▶ Task to complete
The required lines are those that contain "ObjectValue"; pull them out of the data and copy them.

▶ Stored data
#[cfg(test)]
mod tests {
    use super::*;
    use crate::od::{AccessFlags, ObjectEntry};
    use alloc::vec::Vec as StdVec;
    use core::convert::TryFrom;

    struct MockCan {
        inbox: StdVec<CanFrame>,
        sent: StdVec<CanFrame>,
    }

    impl MockCan {
        fn new() -> Self {
            Self {
                inbox: StdVec::new(),
                sent: StdVec::new(),
            }
        }
    }

    impl CanInterface for MockCan {
        fn init(&mut self) -> Result<(), CanOpenError> {
            Ok(())
        }
        fn enable(&mut self, _baudrate: u32) -> Result<(), CanOpenError> {
            Ok(())
        }
        fn send(&mut self, frame: &CanFrame) -> Result<(), CanOpenError> {
            self.sent.push(*frame);
            Ok(())
        }
        fn receive(&mut self) -> Result<Option<CanFrame>, CanOpenError> {
            Ok(if self.inbox.is_empty() {
                None
            } else {
                Some(self.inbox.remove(0))
            })
        }
        fn reset(&mut self) -> Result<(), CanOpenError> {
            Ok(())
        }
        fn close(&mut self) -> Result<(), CanOpenError> {
            Ok(())
        }
    }

    struct MockTimer;
    impl TimerInterface for MockTimer {
        fn init(&mut self, _freq_hz: u32) -> Result<(), CanOpenError> {
            Ok(())
        }
        fn reload(&mut self, _ticks: u32) -> Result<(), CanOpenError> {
            Ok(())
        }
        fn delay(&mut self) -> Result<u32, CanOpenError> {
            Ok(0)
        }
        fn stop(&mut self) -> Result<(), CanOpenError> {
            Ok(())
        }
        fn start(&mut self) -> Result<(), CanOpenError> {
            Ok(())
        }
        fn update(&mut self) -> Result<bool, CanOpenError> {
            Ok(false)
        }
    }

    fn node_id() -> NodeId {
        NodeId::try_from(1u8).unwrap()
    }

    #[test]
    fn start_boots_to_pre_operational_and_emits_bootup_frame() {
        let mut can = MockCan::new();
        let mut timer = MockTimer;
        let mut node = Node::new(node_id(), &mut can, &mut timer, None, 1000);
        node.start(125_000).unwrap();
        assert_eq!(node.nmt_state(), NmtState::PreOperational);
        assert_eq!(can.sent.len(), 1);
        assert_eq!(can.sent[0].id, 0x701);
        assert_eq!(can.sent[0].payload(), &[0x00]);
    }

    #[test]
    fn nmt_start_command_enters_operational() {
        let mut can = MockCan::new();
        let mut timer = MockTimer;
        let mut node = Node::new(node_id(), &mut can, &mut timer, None, 1000);
        node.start(125_000).unwrap();
        can.inbox.push(CanFrame::new(0x000, false, &[0x01, 0x01]).unwrap());
        node.process().unwrap();
        assert_eq!(node.nmt_state(), NmtState::Operational);
    }

    #[test]
    fn expedited_sdo_download_writes_object_and_responds() {
        let mut can = MockCan::new();
        let mut timer = MockTimer;
        let mut node = Node::new(node_id(), &mut can, &mut timer, None, 1000);
        node.dictionary_mut().insert(ObjectEntry::scalar(
            0x2000,
            0,
            ObjectValue::Unsigned16(0),
            AccessFlags::RW,
        ));
        node.start(125_000).unwrap();
        can.sent.clear();

        let request = CanFrame::new(0x601, false, &[0x2B, 0x00, 0x20, 0x00, 0x34, 0x12]).unwrap();
        can.inbox.push(request);
        node.process().unwrap();

        assert_eq!(node.read_object(0x2000, 0).unwrap(), ObjectValue::Unsigned16(0x1234));
        assert_eq!(can.sent.len(), 1);
        assert_eq!(can.sent[0].id, 0x581);
        assert_eq!(can.sent[0].payload()[0], 0x60);
    }

    #[test]
    fn tpdo_on_change_respects_inhibit() {
        let mut can = MockCan::new();
        let mut timer = MockTimer;
        let mut node = Node::new(node_id(), &mut can, &mut timer, None, 1000);
        node.dictionary_mut().insert(ObjectEntry::scalar(
            0x2000,
            0,
            ObjectValue::Unsigned16(0),
            AccessFlags::RW.rw_async(),
        ));
        node.add_tpdo(0);
        node.write_object(0x1A00, 1, ObjectValue::Unsigned32(0x2000_00_10)).unwrap();
        node.write_object(0x1A00, 0, ObjectValue::Unsigned8(1)).unwrap();
        node.write_object(0x1800, 3, ObjectValue::Unsigned16(100)).unwrap(); // 10ms inhibit
        node.start(125_000).unwrap();
        can.inbox.push(CanFrame::new(0x000, false, &[0x01, 0x01]).unwrap());
        node.process().unwrap();
        assert_eq!(node.nmt_state(), NmtState::Operational);
        can.sent.clear();

        node.write_object(0x2000, 0, ObjectValue::Unsigned16(0xAAAA)).unwrap();
        assert_eq!(can.sent.len(), 1);
        assert_eq!(can.sent[0].payload(), &[0xAA, 0xAA]);

        node.write_object(0x2000, 0, ObjectValue::Unsigned16(0xBBBB)).unwrap();
        assert_eq!(can.sent.len(), 1, "inhibited TPDO must not transmit immediately");
    }
}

▶ Result of the task
            ObjectValue::Unsigned16(0),
        assert_eq!(node.read_object(0x2000, 0).unwrap(), ObjectValue::Unsigned16(0x1234));
            ObjectValue::Unsigned16(0),
        node.write_object(0x1A00, 1, ObjectValue::Unsigned32(0x2000_00_10)).unwrap();
        node.write_object(0x1A00, 0, ObjectValue::Unsigned8(1)).unwrap();
        node.write_object(0x1800, 3, ObjectValue::Unsigned16(100)).unwrap(); // 10ms inhibit
        node.write_object(0x2000, 0, ObjectValue::Unsigned16(0xAAAA)).unwrap();
        node.write_object(0x2000, 0, ObjectValue::Unsigned16(0xBBBB)).unwrap();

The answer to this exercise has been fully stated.